Exclude diesel from that it's up 5%. So you know again of a very good performance and it just shows you know when you focus on the things that you can control what can be accomplished.

In fact, if you look at the progression of cash gross profit per ton and you look at it on a trailing 12 month basis ended with the second quarter in 2019, and you compare that to the trailing 12 months ended the second quarter in 2021, so that kind of a 24 month period.

There it's up 5%. So you know that's something that we will we're always focused on we we always like to talk about that because that's clearly the driver of our profitability and we will continue to talk about that.

Okay, great. Thank you.

Thank you. Your next question is from Mike Dahl of RBC capital markets.

Good morning, Thanks for taking my questions.

So my first question clearly, there's still some moving pieces around kind of the legislative agenda as it relates to the Standalone infrastructure Bill and potential of reconciliation, but it does seem like things are kind of taking.

Taking shape in a more tangible form so just wanted to ask for your thoughts on as you have read through the.

The text of and the amendments.

How youre thinking about the potential support.
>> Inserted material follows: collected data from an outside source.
//! Multi-component ICE transport: a carrier of up to N [`IceAgent`]s, one per
//! RTP/RTCP-style component, exposing the small surface the SIP/ICE adapter
//! and the RTP session actually need.

use std::collections::HashMap;
use std::net::SocketAddr;
use std::sync::Arc;

use bytes::Bytes;
use tokio::sync::{mpsc, RwLock};
use tracing::debug;

use crate::agent::{IceAgent, IceAgentState};
use crate::candidate::IceCandidate;
use crate::config::{IceComponent, IceConfig, IceRole};
use crate::error::{Error, Result};

/// Callback invoked with each application-data payload received on a
/// component. The peer address is fixed once a pair is nominated, so unlike
/// a raw socket recv the callback only needs the payload.
pub type RecvCallback = Arc<dyn Fn(Vec<u8>) + Send + Sync>;

struct ComponentHandle {
    agent: IceAgent,
    recv_callback: Arc<RwLock<Option<RecvCallback>>>,
}

/// Carrier of up to N ICE components, per spec.md's `IceTransport`: created,
/// gathered, exchanged (candidates swapped out of band by the caller),
/// nominated, completed.
pub struct IceTransport {
    components: HashMap<u32, ComponentHandle>,
    default_component: u32,
}

impl IceTransport {
    /// Create a transport carrying one [`IceAgent`] per requested component.
    pub async fn new(config: IceConfig, role: IceRole, components: &[IceComponent]) -> Result<Self> {
        if components.is_empty() {
            return Err(Error::ConfigError("IceTransport needs at least one component".into()));
        }
        let default_component = components[0].as_u32();
        let mut map = HashMap::new();
        for component in components {
            let mut comp_config = config.clone();
            comp_config.component = *component;
            let (agent, mut event_rx, data_rx) = IceAgent::new(comp_config, role).await?;
            let comp_id = component.as_u32();
            let recv_callback: Arc<RwLock<Option<RecvCallback>>> = Arc::new(RwLock::new(None));

            tokio::spawn(async move {
                while let Some(event) = event_rx.recv().await {
                    debug!("ICE component {} event: {:?}", comp_id, event);
                }
            });

            tokio::spawn(Self::forward_loop(comp_id, data_rx, recv_callback.clone()));

            map.insert(
                comp_id,
                ComponentHandle {
                    agent,
                    recv_callback,
                },
            );
        }

        Ok(Self {
            components: map,
            default_component,
        })
    }

    async fn forward_loop(
        component: u32,
        mut data_rx: mpsc::Receiver<Bytes>,
        recv_callback: Arc<RwLock<Option<RecvCallback>>>,
    ) {
        while let Some(data) = data_rx.recv().await {
            let callback = recv_callback.read().await.clone();
            match callback {
                Some(cb) => cb(data.to_vec()),
                None => debug!(
                    "dropping {} bytes on ICE component {}: no recv callback registered",
                    data.len(),
                    component
                ),
            }
        }
    }

    fn component(&self, component: u32) -> Result<&ComponentHandle> {
        self.components
            .get(&component)
            .ok_or_else(|| Error::InvalidState(format!("unknown ICE component {}", component)))
    }

    pub async fn gather(&self) -> Result<()> {
        for handle in self.components.values() {
            handle.agent.gather_candidates().await?;
        }
        Ok(())
    }

    pub async fn add_remote_candidate(&self, component: u32, candidate: IceCandidate) -> Result<()> {
        self.component(component)?.agent.add_remote_candidate(candidate).await
    }

    pub async fn start_connectivity_checks(&self) -> Result<()> {
        for handle in self.components.values() {
            handle.agent.start_connectivity_checks().await?;
        }
        Ok(())
    }

    /// True once every component has a selected (nominated) candidate pair.
    pub async fn is_completed(&self) -> bool {
        for handle in self.components.values() {
            if handle.agent.state().await != IceAgentState::Connected {
                return false;
            }
        }
        true
    }

    pub async fn get_local_address(&self, component: u32) -> Result<SocketAddr> {
        let candidates = self.component(component)?.agent.local_candidates().await;
        candidates
            .first()
            .map(|c| c.address())
            .ok_or_else(|| Error::InvalidState("no local candidate gathered".into()))
    }

    pub async fn get_remote_address(&self, component: u32) -> Result<SocketAddr> {
        let pair = self.component(component)?.agent.selected_pair().await;
        pair.map(|(_, remote)| remote.address())
            .ok_or_else(|| Error::InvalidState("no candidate pair selected".into()))
    }

    pub async fn get_default_local_address(&self) -> Result<SocketAddr> {
        self.get_local_address(self.default_component).await
    }

    pub async fn send(&self, component: u32, data: &[u8]) -> Result<()> {
        self.component(component)?.agent.send_data(data).await
    }

    /// Register the callback invoked for every datagram received on
    /// `component`. Only one callback may be registered per component.
    pub async fn set_on_recv(&self, component: u32, callback: RecvCallback) -> Result<()> {
        let handle = self.component(component)?;
        *handle.recv_callback.write().await = Some(callback);
        Ok(())
    }

    pub async fn close(&self) -> Result<()> {
        for handle in self.components.values() {
            handle.agent.close().await?;
        }
        Ok(())
    }
}

#[cfg(test)]
mod tests {
    use super::*;
    use crate::config::GatheringPolicy;

    #[tokio::test]
    async fn construct_two_component_transport() {
        let config = IceConfig {
            gathering_policy: GatheringPolicy::HostOnly,
            ..IceConfig::default()
        };
        let transport = IceTransport::new(
            config,
            IceRole::Controlling,
            &[IceComponent::Rtp, IceComponent::Rtcp],
        )
        .await
        .unwrap();
        assert!(!transport.is_completed().await);
    }

    #[tokio::test]
    async fn unknown_component_is_an_error() {
        let config = IceConfig::default();
        let transport = IceTransport::new(config, IceRole::Controlling, &[IceComponent::Rtp])
            .await
            .unwrap();
        assert!(transport.get_local_address(IceComponent::Rtcp.as_u32()).await.is_err());
    }
}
From the infrastructure Bill and you know how.

How might we see these.

<unk> manifest in terms of both timing and magnitude of near view.

Yeah, I would tell you. The we're excited about it I mean this is a this is a multi generational opportunity for highway funding and 1 that our you know our country sorely needs. So this is exciting for us not just for the company, but also for the country and we're confident the Congress passes on the infrastructure package to include a <unk>.

Long term reauthorization of the fast Act.

It would be a roughly 60% increase from the fast Act at this point all signs point to those significant increases in core highway funding.

We think the Senate should pass their bill in the next week, which is incredibly exciting and then I think we're confident of that.

The Congress passes the build this year.

Now you know it always I would caveat that it always takes 1 to 2 years to see funding passed into shipments.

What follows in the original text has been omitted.